§ Exercise details: Set down each entry below exactly as it stands.

§ Dataset entries:
__________
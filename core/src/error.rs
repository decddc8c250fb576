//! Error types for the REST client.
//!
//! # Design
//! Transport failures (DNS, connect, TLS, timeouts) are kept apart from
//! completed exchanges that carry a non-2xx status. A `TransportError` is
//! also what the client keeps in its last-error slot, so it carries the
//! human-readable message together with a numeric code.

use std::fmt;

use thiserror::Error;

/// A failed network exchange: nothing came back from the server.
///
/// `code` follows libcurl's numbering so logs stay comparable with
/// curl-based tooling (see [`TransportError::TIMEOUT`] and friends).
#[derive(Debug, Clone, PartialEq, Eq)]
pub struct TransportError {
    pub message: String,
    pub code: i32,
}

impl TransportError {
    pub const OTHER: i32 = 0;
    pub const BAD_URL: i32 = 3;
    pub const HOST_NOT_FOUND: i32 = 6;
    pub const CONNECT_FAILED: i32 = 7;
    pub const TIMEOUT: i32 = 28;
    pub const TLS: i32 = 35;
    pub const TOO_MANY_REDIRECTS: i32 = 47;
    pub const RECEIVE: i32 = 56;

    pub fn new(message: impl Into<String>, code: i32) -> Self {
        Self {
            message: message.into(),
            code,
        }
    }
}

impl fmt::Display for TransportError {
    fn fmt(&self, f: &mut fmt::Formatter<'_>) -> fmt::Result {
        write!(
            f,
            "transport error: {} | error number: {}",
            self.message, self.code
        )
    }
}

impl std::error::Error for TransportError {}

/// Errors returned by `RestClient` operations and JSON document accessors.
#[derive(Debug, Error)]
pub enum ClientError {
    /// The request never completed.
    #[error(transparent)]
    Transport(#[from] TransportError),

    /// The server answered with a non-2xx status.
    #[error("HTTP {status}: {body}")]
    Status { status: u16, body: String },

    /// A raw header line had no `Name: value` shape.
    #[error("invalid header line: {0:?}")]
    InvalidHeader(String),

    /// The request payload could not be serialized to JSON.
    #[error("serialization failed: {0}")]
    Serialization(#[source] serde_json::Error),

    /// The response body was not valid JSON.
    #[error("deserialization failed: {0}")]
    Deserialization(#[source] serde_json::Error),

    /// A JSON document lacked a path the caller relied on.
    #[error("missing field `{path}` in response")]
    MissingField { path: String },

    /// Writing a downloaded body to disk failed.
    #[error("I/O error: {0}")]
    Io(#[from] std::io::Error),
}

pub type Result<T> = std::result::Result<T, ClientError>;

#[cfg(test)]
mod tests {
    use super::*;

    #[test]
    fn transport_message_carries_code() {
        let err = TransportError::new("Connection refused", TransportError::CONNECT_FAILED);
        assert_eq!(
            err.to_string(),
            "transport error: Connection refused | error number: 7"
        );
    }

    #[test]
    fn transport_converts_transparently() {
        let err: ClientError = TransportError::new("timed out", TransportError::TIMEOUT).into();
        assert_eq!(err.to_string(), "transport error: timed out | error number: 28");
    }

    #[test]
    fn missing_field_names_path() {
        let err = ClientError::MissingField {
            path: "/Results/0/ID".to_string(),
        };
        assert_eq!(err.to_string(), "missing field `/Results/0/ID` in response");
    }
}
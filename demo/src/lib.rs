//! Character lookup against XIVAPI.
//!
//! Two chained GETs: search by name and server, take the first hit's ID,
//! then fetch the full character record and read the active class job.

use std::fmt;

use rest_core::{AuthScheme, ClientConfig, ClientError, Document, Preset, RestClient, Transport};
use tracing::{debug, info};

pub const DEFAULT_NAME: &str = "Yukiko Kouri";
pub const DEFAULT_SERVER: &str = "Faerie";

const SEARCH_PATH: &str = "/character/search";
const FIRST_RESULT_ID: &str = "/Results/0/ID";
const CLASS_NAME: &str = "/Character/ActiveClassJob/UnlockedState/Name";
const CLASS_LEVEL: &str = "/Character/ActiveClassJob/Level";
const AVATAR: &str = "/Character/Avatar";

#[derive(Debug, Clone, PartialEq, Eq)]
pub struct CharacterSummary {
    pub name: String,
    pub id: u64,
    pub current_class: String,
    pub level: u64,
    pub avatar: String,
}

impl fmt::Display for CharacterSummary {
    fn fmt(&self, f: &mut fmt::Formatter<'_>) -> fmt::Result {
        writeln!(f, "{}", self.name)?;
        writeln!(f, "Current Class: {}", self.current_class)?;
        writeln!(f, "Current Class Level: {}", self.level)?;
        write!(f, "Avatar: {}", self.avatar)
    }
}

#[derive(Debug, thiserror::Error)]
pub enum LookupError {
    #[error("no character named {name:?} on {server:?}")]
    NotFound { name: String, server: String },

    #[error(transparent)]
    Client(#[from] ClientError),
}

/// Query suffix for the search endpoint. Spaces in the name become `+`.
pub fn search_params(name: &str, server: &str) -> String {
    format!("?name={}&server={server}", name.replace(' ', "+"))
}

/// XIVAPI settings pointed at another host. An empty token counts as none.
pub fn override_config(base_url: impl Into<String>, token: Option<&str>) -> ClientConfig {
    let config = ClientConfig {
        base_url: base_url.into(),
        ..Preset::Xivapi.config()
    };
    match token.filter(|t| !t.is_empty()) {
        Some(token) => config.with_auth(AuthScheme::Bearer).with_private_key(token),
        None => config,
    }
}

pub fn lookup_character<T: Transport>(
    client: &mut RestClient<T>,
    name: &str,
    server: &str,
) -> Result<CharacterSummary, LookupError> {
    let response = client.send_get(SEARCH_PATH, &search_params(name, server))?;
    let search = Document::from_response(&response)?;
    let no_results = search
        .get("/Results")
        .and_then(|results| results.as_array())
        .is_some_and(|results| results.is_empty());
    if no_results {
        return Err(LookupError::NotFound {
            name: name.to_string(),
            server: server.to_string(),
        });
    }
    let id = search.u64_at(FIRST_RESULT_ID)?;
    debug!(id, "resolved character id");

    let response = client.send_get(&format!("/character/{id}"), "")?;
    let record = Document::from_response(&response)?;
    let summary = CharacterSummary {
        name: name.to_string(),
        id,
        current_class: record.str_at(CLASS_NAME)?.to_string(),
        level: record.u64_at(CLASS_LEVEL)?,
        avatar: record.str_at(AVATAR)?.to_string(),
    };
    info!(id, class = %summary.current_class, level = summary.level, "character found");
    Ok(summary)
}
__________
§ Task result:
filename core/src/error.rs
repository decddc8c250fb576
//! Error types for the REST client.
//!
//! # Design
//! Transport failures (DNS, connect, TLS, timeouts) are kept apart from
//! completed exchanges that carry a non-2xx status. A `TransportError` is
//! also what the client keeps in its last-error slot, so it carries the
//! human-readable message together with a numeric code.

use std::fmt;

use thiserror::Error;

/// A failed network exchange: nothing came back from the server.
///
/// `code` follows libcurl's numbering so logs stay comparable with
/// curl-based tooling (see [`TransportError::TIMEOUT`] and friends).
#[derive(Debug, Clone, PartialEq, Eq)]
pub struct TransportError {
    pub message: String,
    pub code: i32,
}

impl TransportError {
    pub const OTHER: i32 = 0;
    pub const BAD_URL: i32 = 3;
    pub const HOST_NOT_FOUND: i32 = 6;
    pub const CONNECT_FAILED: i32 = 7;
    pub const TIMEOUT: i32 = 28;
    pub const TLS: i32 = 35;
    pub const TOO_MANY_REDIRECTS: i32 = 47;
    pub const RECEIVE: i32 = 56;

    pub fn new(message: impl Into<String>, code: i32) -> Self {
        Self {
            message: message.into(),
            code,
        }
    }
}

impl fmt::Display for TransportError {
    fn fmt(&self, f: &mut fmt::Formatter<'_>) -> fmt::Result {
        write!(
            f,
            "transport error: {} | error number: {}",
            self.message, self.code
        )
    }
}

impl std::error::Error for TransportError {}

/// Errors returned by `RestClient` operations and JSON document accessors.
#[derive(Debug, Error)]
pub enum ClientError {
    /// The request never completed.
    #[error(transparent)]
    Transport(#[from] TransportError),

    /// The server answered with a non-2xx status.
    #[error("HTTP {status}: {body}")]
    Status { status: u16, body: String },

    /// A raw header line had no `Name: value` shape.
    #[error("invalid header line: {0:?}")]
    InvalidHeader(String),

    /// The request payload could not be serialized to JSON.
    #[error("serialization failed: {0}")]
    Serialization(#[source] serde_json::Error),

    /// The response body was not valid JSON.
    #[error("deserialization failed: {0}")]
    Deserialization(#[source] serde_json::Error),

    /// A JSON document lacked a path the caller relied on.
    #[error("missing field `{path}` in response")]
    MissingField { path: String },

    /// Writing a downloaded body to disk failed.
    #[error("I/O error: {0}")]
    Io(#[from] std::io::Error),
}

pub type Result<T> = std::result::Result<T, ClientError>;

#[cfg(test)]
mod tests {
    use super::*;

    #[test]
    fn transport_message_carries_code() {
        let err = TransportError::new("Connection refused", TransportError::CONNECT_FAILED);
        assert_eq!(
            err.to_string(),
            "transport error: Connection refused | error number: 7"
        );
    }

    #[test]
    fn transport_converts_transparently() {
        let err: ClientError = TransportError::new("timed out", TransportError::TIMEOUT).into();
        assert_eq!(err.to_string(), "transport error: timed out | error number: 28");
    }

    #[test]
    fn missing_field_names_path() {
        let err = ClientError::MissingField {
            path: "/Results/0/ID".to_string(),
        };
        assert_eq!(err.to_string(), "missing field `/Results/0/ID` in response");
    }
}
filename demo/src/lib.rs
//! Character lookup against XIVAPI.
//!
//! Two chained GETs: search by name and server, take the first hit's ID,
//! then fetch the full character record and read the active class job.

use std::fmt;

use rest_core::{AuthScheme, ClientConfig, ClientError, Document, Preset, RestClient, Transport};
use tracing::{debug, info};

pub const DEFAULT_NAME: &str = "Yukiko Kouri";
pub const DEFAULT_SERVER: &str = "Faerie";

const SEARCH_PATH: &str = "/character/search";
const FIRST_RESULT_ID: &str = "/Results/0/ID";
const CLASS_NAME: &str = "/Character/ActiveClassJob/UnlockedState/Name";
const CLASS_LEVEL: &str = "/Character/ActiveClassJob/Level";
const AVATAR: &str = "/Character/Avatar";

#[derive(Debug, Clone, PartialEq, Eq)]
pub struct CharacterSummary {
    pub name: String,
    pub id: u64,
    pub current_class: String,
    pub level: u64,
    pub avatar: String,
}

impl fmt::Display for CharacterSummary {
    fn fmt(&self, f: &mut fmt::Formatter<'_>) -> fmt::Result {
        writeln!(f, "{}", self.name)?;
        writeln!(f, "Current Class: {}", self.current_class)?;
        writeln!(f, "Current Class Level: {}", self.level)?;
        write!(f, "Avatar: {}", self.avatar)
    }
}

#[derive(Debug, thiserror::Error)]
pub enum LookupError {
    #[error("no character named {name:?} on {server:?}")]
    NotFound { name: String, server: String },

    #[error(transparent)]
    Client(#[from] ClientError),
}

/// Query suffix for the search endpoint. Spaces in the name become `+`.
pub fn search_params(name: &str, server: &str) -> String {
    format!("?name={}&server={server}", name.replace(' ', "+"))
}

/// XIVAPI settings pointed at another host. An empty token counts as none.
pub fn override_config(base_url: impl Into<String>, token: Option<&str>) -> ClientConfig {
    let config = ClientConfig {
        base_url: base_url.into(),
        ..Preset::Xivapi.config()
    };
    match token.filter(|t| !t.is_empty()) {
        Some(token) => config.with_auth(AuthScheme::Bearer).with_private_key(token),
        None => config,
    }
}

pub fn lookup_character<T: Transport>(
    client: &mut RestClient<T>,
    name: &str,
    server: &str,
) -> Result<CharacterSummary, LookupError> {
    let response = client.send_get(SEARCH_PATH, &search_params(name, server))?;
    let search = Document::from_response(&response)?;
    let no_results = search
        .get("/Results")
        .and_then(|results| results.as_array())
        .is_some_and(|results| results.is_empty());
    if no_results {
        return Err(LookupError::NotFound {
            name: name.to_string(),
            server: server.to_string(),
        });
    }
    let id = search.u64_at(FIRST_RESULT_ID)?;
    debug!(id, "resolved character id");

    let response = client.send_get(&format!("/character/{id}"), "")?;
    let record = Document::from_response(&response)?;
    let summary = CharacterSummary {
        name: name.to_string(),
        id,
        current_class: record.str_at(CLASS_NAME)?.to_string(),
        level: record.u64_at(CLASS_LEVEL)?,
        avatar: record.str_at(AVATAR)?.to_string(),
    };
    info!(id, class = %summary.current_class, level = summary.level, "character found");
    Ok(summary)
}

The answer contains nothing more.